Tuesday 24 May 2011

CONNECTED COMMUNITIES: HEALTHCARE, MARKETS AND SERVICE DELIVERY


At Leicester Adult Education College today, for “Connected Communities: Healthcare, Markets and Service Delivery”. The workshop is being held in the college's Hansom Hall. This part of the college was recently renamed in honour of Joseph Aloysius Hansom (1803–82), the prolific architect who designed buildings that were to become the city's New Walk Museum & Art Gallery and part of Leicester Adult Education College. He's best known for inventing the Hansom Cab, a ubiquitous feature of 19th Century streets in several countries, which made its first journey on Hinckley's Coventry Road in 1835.

The Coalition Government envisages the future NHS as “the largest social enterprise sector in the world”. Part of this vision involves drawing the non-profit or ‘third sector’ into the welfare mix as a provider of care alongside statutory services. This workshop will clarify the nature and role of current and new relationships that will be needed for the “Big Society” to succeed.

This study is concerned with how diverse groups, communities and organisations hope to work and collaborate in order to play a productive and effective role in the fast-changing healthcare and social policy landscape. The aim of today's workshop is to provide a conducive environment and a safe forum for discussion of issues of common concern and so that further research can be conducted. 

The workshop is funded by the Arts and Humanities Research Council (AHRC), in partnership with other leading UK research councils.
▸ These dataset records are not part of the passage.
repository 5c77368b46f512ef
use std::process::Command;

fn main() {
    // Get the short git commit hash
    let output = Command::new("git")
        .args(["rev-parse", "--short", "HEAD"])
        .output()
        .ok();

    let git_hash = output
        .and_then(|o| {
            if o.status.success() {
                String::from_utf8(o.stdout).ok()
            } else {
                None
            }
        })
        .map(|s| s.trim().to_string())
        .unwrap_or_else(|| "unknown".to_string());

    println!("cargo:rustc-env=GIT_HASH={}", git_hash);

    // Re-run if git HEAD changes
    println!("cargo:rerun-if-changed=.git/HEAD");
    println!("cargo:rerun-if-changed=.git/refs/heads/");
}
It is part of a scoping study and review on the theme, Connected Communities”.

The researchers aim to present the views of participants at workshops and other events in an impartial manner to that future research agendas can be established on sound evidence and practice. The research findings will be written up as academic journal papers, a report to the AHRC and will be presented at seminars and conferences.
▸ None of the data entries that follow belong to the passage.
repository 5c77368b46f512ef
//! Fully wired registry and download manager for end-to-end tests.

use std::sync::Arc;

use docs_manager::document_store::DocumentRegistry;
use docs_manager::download_manager::{DownloadManager, DownloadSettings};
use docs_manager::media::{FsBlobStore, HtmlTextProcessor};
use docs_manager::transport::HttpTransport;
use tempfile::TempDir;

use super::backend::TestBackend;
use super::fixtures::sample_documents;
use super::mocks::FakeAudioDecoder;

pub struct TestEnv {
    pub registry: Arc<DocumentRegistry>,
    pub manager: DownloadManager,
    pub decoder: Arc<FakeAudioDecoder>,
    pub media_dir: TempDir,
    pub downloads_dir: TempDir,
}

impl TestEnv {
    /// Build an environment against `backend` with all sample documents ingested.
    pub fn new(backend: &TestBackend, native_opus: bool, decoder_fails: bool) -> Self {
        Self::with_settings(backend, native_opus, decoder_fails, DownloadSettings::default())
    }

    pub fn with_settings(
        backend: &TestBackend,
        native_opus: bool,
        decoder_fails: bool,
        settings: DownloadSettings,
    ) -> Self {
        let media_dir = TempDir::new().unwrap();
        let downloads_dir = TempDir::new().unwrap();

        let registry = Arc::new(DocumentRegistry::new(Arc::new(HtmlTextProcessor)));
        for raw in sample_documents() {
            registry.upsert(raw, None);
        }

        let transport =
            Arc::new(HttpTransport::new(&backend.base_url, 5, downloads_dir.path()).unwrap());
        let blob_store = Arc::new(FsBlobStore::new(media_dir.path()));
        let decoder = Arc::new(FakeAudioDecoder::new(native_opus, decoder_fails));
        let manager = DownloadManager::new(
            registry.clone(),
            transport,
            blob_store,
            decoder.clone(),
            settings,
        );

        Self {
            registry,
            manager,
            decoder,
            media_dir,
            downloads_dir,
        }
    }
}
We’ve been told beforehand that the research project has the following aims:
  • To identify what connections and partnerships work in the sector at present and are likely to work in the future.
  • To discover what kinds of new connectivities will be developed in the new markets for healthcare delivery.
  • To examine what new sacrifices and new benefits the new environment will bring for patients and local communities. 

And that our participation will bring the following benefits to our communities of interest:
  • Presentation of leading-edge research into what connections and partnerships matter for effective service delivery.
  • Practical group exercises to identify key partnerships that currently work.
  • Concrete ideas on next-generation connections and partnerships.
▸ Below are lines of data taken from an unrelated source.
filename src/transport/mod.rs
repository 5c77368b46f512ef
//! Byte transport for document files.

mod http_client;

use std::path::PathBuf;

use async_trait::async_trait;
use bytes::Bytes;
use thiserror::Error;

use crate::location::AddressDescriptor;

pub use http_client::HttpTransport;

/// Errors surfaced by a transport. Cloneable so one failure can reach every waiter.
#[derive(Debug, Clone, Error)]
pub enum TransportError {
    #[error("Request failed: {0}")]
    Request(String),

    #[error("Unexpected status {status} for {url}")]
    Status { status: u16, url: String },

    #[error("IO error: {0}")]
    Io(String),

    #[error("Transport not configured")]
    NotConfigured,
}

impl From<std::io::Error> for TransportError {
    fn from(e: std::io::Error) -> Self {
        TransportError::Io(e.to_string())
    }
}

impl From<reqwest::Error> for TransportError {
    fn from(e: reqwest::Error) -> Self {
        TransportError::Request(e.to_string())
    }
}

/// Fetches document bytes addressed by an [`AddressDescriptor`].
#[async_trait]
pub trait Transport: Send + Sync {
    /// Fetch the whole file into memory.
    async fn fetch(&self, address: &AddressDescriptor) -> Result<Bytes, TransportError>;

    /// Fetch the file and write it to disk under `file_name`.
    ///
    /// Returns the path written.
    async fn fetch_to_disk(
        &self,
        address: &AddressDescriptor,
        file_name: &str,
    ) -> Result<PathBuf, TransportError>;
}

/// Transport used when no backend URL is configured. Every call fails.
pub struct UnconfiguredTransport;

#[async_trait]
impl Transport for UnconfiguredTransport {
    async fn fetch(&self, _address: &AddressDescriptor) -> Result<Bytes, TransportError> {
        Err(TransportError::NotConfigured)
    }

    async fn fetch_to_disk(
        &self,
        _address: &AddressDescriptor,
        _file_name: &str,
    ) -> Result<PathBuf, TransportError> {
        Err(TransportError::NotConfigured)
    }
}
I get to display the Council of Faiths pop-up banner at the back of the hall. I was hoping that more of the community-based organisations represented today would want to display themselves in this way, but we’re the only one. We'd like to think that the Council of Faiths would be high up on the team sheet when this kind of event is being organised or this kind of project is being planned. We hope it could be said that the faith communities of Leicester are able to demonstrate a special kind of connectedness that can inform – and be informed by – such an event and project. On the other hand, when we put our minds to it we can also show a kind of disconnectedness – from each other and from society at large – that would probably beat virtually all others hands down!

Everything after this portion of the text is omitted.